Auf Einzeltitelebene sorgten vor allem Werte aus dem MDax für Bewegung. Die Aktien von Redcare Pharmacy setzten ihre bereits am Vortag dynamisch gestartete Erholung fort und führten den Index zeitweise klar an. Die Papiere stiegen um weitere 8,1 Prozent. Das Bankhaus Metzler führte das Interesse der Anleger vor allem auf Reformvorschläge für das deutsche Krankenkassensystem zurück, die aus Sicht des Markts das Geschäftsmodell der Online-Apotheke stützen könnten. Dagegen gerieten die Anteilsscheine der Norma Group nach einem vorsichtigen Ausblick des Verbindungstechnikherstellers und Autozulieferers unter Druck. Der Konzern stellt für das laufende Jahr lediglich ein Umsatzplus von bis zu 2 Prozent in Aussicht, im negativen Szenario wäre auch Stagnation möglich. Zudem soll die Dividende von 40 auf 14 Cent je Aktie sinken. Nach zuletzt deutlichen Kursgewinnen von fast 14 Prozent binnen fünf Handelstagen gaben die Papiere moderat nach.

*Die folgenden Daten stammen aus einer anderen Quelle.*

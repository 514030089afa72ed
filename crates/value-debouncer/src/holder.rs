//! The debounced value holder.
//!
//! A holder keeps the last observed input, the delay in force and a single
//! pending timer. Every input change bumps a generation counter, cancels the
//! pending timer and arms a new one. When a timer fires it publishes its
//! value only if its generation is still the current one, so a cancelled
//! timer can never publish even if its task already woke up.

use std::{
    fmt,
    sync::{Arc, Weak},
};

use parking_lot::Mutex;
use tokio::sync::{watch, Notify};
use tracing::{debug, trace};

use crate::{
    delay::Delay,
    equality::{ByValue, ValueEq},
    error::DebounceError,
    pending::PendingTimer,
    scheduler::{Scheduler, TokioScheduler},
};

struct State<T> {
    input: T,
    delay: Delay,
    generation: u64,
    pending: bool,
    timer: PendingTimer,
    closed: bool,
}

/// Publishes an input value once it has been stable for a delay.
///
/// The settled value starts out as the first input. Dropping the holder
/// cancels the pending timer; a value that had not settled yet is never
/// published.
pub struct DebouncedValue<T> {
    state: Arc<Mutex<State<T>>>,
    settled: Arc<watch::Sender<T>>,
    idle: Arc<Notify>,
    eq: Arc<dyn ValueEq<T>>,
}

impl<T> DebouncedValue<T>
where
    T: Clone + Send + Sync + 'static,
{
    /// Holder comparing inputs with `PartialEq`.
    pub fn new(initial: T, delay: Delay, scheduler: Arc<dyn Scheduler>) -> Self
    where
        T: PartialEq,
    {
        Self::with_equality(initial, delay, scheduler, ByValue)
    }

    /// Holder driven by the Tokio runtime the caller runs on.
    pub fn spawn(initial: T, delay: Delay) -> Result<Self, DebounceError>
    where
        T: PartialEq,
    {
        let scheduler = TokioScheduler::try_current()?;
        Ok(Self::new(initial, delay, Arc::new(scheduler)))
    }

    pub fn with_equality(
        initial: T,
        delay: Delay,
        scheduler: Arc<dyn Scheduler>,
        eq: impl ValueEq<T>,
    ) -> Self {
        Self::from_parts(initial, delay, scheduler, Arc::new(eq))
    }

    pub(crate) fn from_parts(
        initial: T,
        delay: Delay,
        scheduler: Arc<dyn Scheduler>,
        eq: Arc<dyn ValueEq<T>>,
    ) -> Self {
        let (settled, _) = watch::channel(initial.clone());
        let holder = Self {
            state: Arc::new(Mutex::new(State {
                input: initial.clone(),
                delay,
                generation: 0,
                pending: false,
                timer: PendingTimer::new(scheduler),
                closed: false,
            })),
            settled: Arc::new(settled),
            idle: Arc::new(Notify::new()),
            eq,
        };

        // the first value counts as a change too
        let mut state = holder.state.lock();
        holder.reschedule(&mut state, initial);
        drop(state);

        holder
    }

    /// Register interest in `value` and return the current settled value.
    ///
    /// The returned value stays stale until `value` has held for `delay`.
    /// Re-observing an unchanged value with the same delay changes nothing;
    /// a new delay restarts the wait against the latest value.
    pub fn observe(&self, value: T, delay: Delay) -> T {
        let mut state = self.state.lock();
        if !state.closed {
            let same_input = self.eq.same(&state.input, &value);
            if !same_input || state.delay != delay {
                state.input = value.clone();
                state.delay = delay;
                self.reschedule(&mut state, value);
            }
        }
        drop(state);

        self.get()
    }

    /// Current settled value.
    pub fn get(&self) -> T {
        self.settled.borrow().clone()
    }

    pub fn subscribe(&self) -> Subscription<T> {
        Subscription {
            rx: self.settled.subscribe(),
        }
    }

    pub fn delay(&self) -> Delay {
        self.state.lock().delay
    }

    /// Whether an observed value is still waiting to settle.
    pub fn is_pending(&self) -> bool {
        self.state.lock().pending
    }

    /// Wait until nothing is pending: the last observed value has settled or
    /// the holder was closed.
    pub async fn wait_settled(&self) {
        loop {
            let idle = self.idle.notified();
            tokio::pin!(idle);
            // register before checking so a settle in between isn't missed
            idle.as_mut().enable();
            if !self.is_pending() {
                return;
            }
            idle.await;
        }
    }

    pub fn is_closed(&self) -> bool {
        self.state.lock().closed
    }

    fn reschedule(&self, state: &mut State<T>, value: T) {
        state.generation += 1;
        state.pending = true;
        let generation = state.generation;
        let delay = state.delay;
        trace!(generation, delay_ms = delay.as_millis() as u64, "rescheduling settle");

        let publish = Publish {
            state: Arc::downgrade(&self.state),
            settled: Arc::downgrade(&self.settled),
            idle: self.idle.clone(),
            eq: self.eq.clone(),
            generation,
            value,
        };
        state
            .timer
            .arm(delay.as_duration(), Box::new(move || publish.run()));
    }
}

impl<T> DebouncedValue<T> {
    /// Tear the holder down: cancel the pending timer and stop accepting
    /// values. Called on drop as well.
    pub fn close(&self) {
        let mut state = self.state.lock();
        if state.closed {
            return;
        }
        state.closed = true;
        state.generation += 1;
        state.pending = false;
        if state.timer.disarm() {
            debug!("closed with a value pending, discarding it");
        }
        drop(state);
        self.idle.notify_waiters();
    }
}

impl<T> Drop for DebouncedValue<T> {
    fn drop(&mut self) {
        self.close();
    }
}

impl<T: fmt::Debug> fmt::Debug for DebouncedValue<T> {
    fn fmt(&self, f: &mut fmt::Formatter<'_>) -> fmt::Result {
        let state = self.state.lock();
        f.debug_struct("DebouncedValue")
            .field("settled", &*self.settled.borrow())
            .field("input", &state.input)
            .field("delay", &state.delay)
            .field("timer", &state.timer)
            .finish()
    }
}

/// Everything a firing timer needs to publish, without keeping the holder
/// alive.
struct Publish<T> {
    state: Weak<Mutex<State<T>>>,
    settled: Weak<watch::Sender<T>>,
    idle: Arc<Notify>,
    eq: Arc<dyn ValueEq<T>>,
    generation: u64,
    value: T,
}

impl<T: 'static> Publish<T> {
    fn run(self) {
        let (Some(state), Some(settled)) = (self.state.upgrade(), self.settled.upgrade()) else {
            return;
        };
        // publish under the state lock so a concurrent observe can't
        // interleave between the generation check and the send
        let mut state = state.lock();
        if state.closed || state.generation != self.generation {
            trace!(generation = self.generation, "stale timer, dropping value");
            return;
        }
        state.pending = false;

        let eq = &self.eq;
        let value = self.value;
        let changed = settled.send_if_modified(|current| {
            if eq.same(current, &value) {
                false
            } else {
                *current = value;
                true
            }
        });
        debug!(generation = self.generation, changed, "value settled");
        drop(state);
        self.idle.notify_waiters();
    }
}

/// Observer of the settled value.
#[derive(Debug, Clone)]
pub struct Subscription<T> {
    rx: watch::Receiver<T>,
}

impl<T: Clone> Subscription<T> {
    /// Wait for the next published value.
    ///
    /// Fails with [`DebounceError::Closed`] once the holder is gone and
    /// every published value has been seen.
    pub async fn changed(&mut self) -> Result<T, DebounceError> {
        self.rx.changed().await.map_err(|_| DebounceError::Closed)?;
        Ok(self.rx.borrow_and_update().clone())
    }

    /// Whether a value was published since the last `changed`.
    pub fn has_changed(&self) -> Result<bool, DebounceError> {
        self.rx.has_changed().map_err(|_| DebounceError::Closed)
    }

    pub fn get(&self) -> T {
        self.rx.borrow().clone()
    }
}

Novartis baut sein Geschäft in der Immunologie mit einem weiteren Zukauf aus. Der Schweizer Pharmakonzern will das kalifornische Biotechunternehmen Excellergy für bis zu 2 Milliarden US‑Dollar übernehmen. Vereinbart sind laut Unternehmensangaben Zahlungen in Form von Vorab- und Meilensteinzahlungen. Mit der Transaktion zielt Novartis darauf ab, seine Position im wachsenden Markt für Behandlungen von Nahrungsmittelallergien und anderen allergischen Sofortreaktionen zu stärken.
Im Zentrum des Deals steht der Wirkstoffkandidat Exl-111 von Excellergy. Der Ansatz zielt darauf ab, das Immunglobulin E (IgE) zu blockieren – ein Schlüsselmolekül bei vielen allergischen Reaktionen. Durch die gezielte Blockade von IgE erhofft sich Novartis eine schnellere und effektivere Linderung von Symptomen als mit bisherigen Therapien. Potenzielle Einsatzgebiete reichen von Asthma und Nesselsucht bis hin zu Nahrungsmittelallergien; auch eine Anwendung bei Kindern wird derzeit untersucht. Exl-111 befindet sich noch in einer frühen klinischen Testphase.
Die Übernahme von Excellergy fügt sich in eine breitere Strategie von Novartis ein, das eigene Immunologie-Portfolio auszubauen. Der Markt für Allergiebehandlungen wächst stetig, getrieben von steigender Diagnoserate und einem hohen medizinischen Bedarf an zielgerichteten Therapien. Novartis sieht hier nach eigenen Angaben erhebliches Potenzial und will sich mit innovativen Biotech-Plattformen Zugang zu neuen Behandlungsoptionen sichern. Gleichzeitig baut der Konzern damit seine Pipeline in einem Segment aus, das als struktureller Wachstumstreiber gilt.
Die Transaktion soll in der zweiten Hälfte des Jahres 2026 abgeschlossen werden, vorbehaltlich der üblichen Vollzugsbedingungen und der Genehmigung durch die zuständigen Aufsichtsbehörden. Für Novartis ist es bereits der zweite größere Deal in kurzer Zeit: Erst in der Vorwoche hatte der Konzern den Erwerb eines Brustkrebs-Wirkstoffkandidaten von der US-Biotechfirma Synnovation Therapeutics im Volumen von bis zu 3 Milliarden US‑Dollar angekündigt. Mit der Abfolge solcher Akquisitionen unterstreicht Novartis seinen Fokus auf spezialisierte Therapiefelder mit hoher Wertschöpfung und langfristigem Wachstumspotenzial.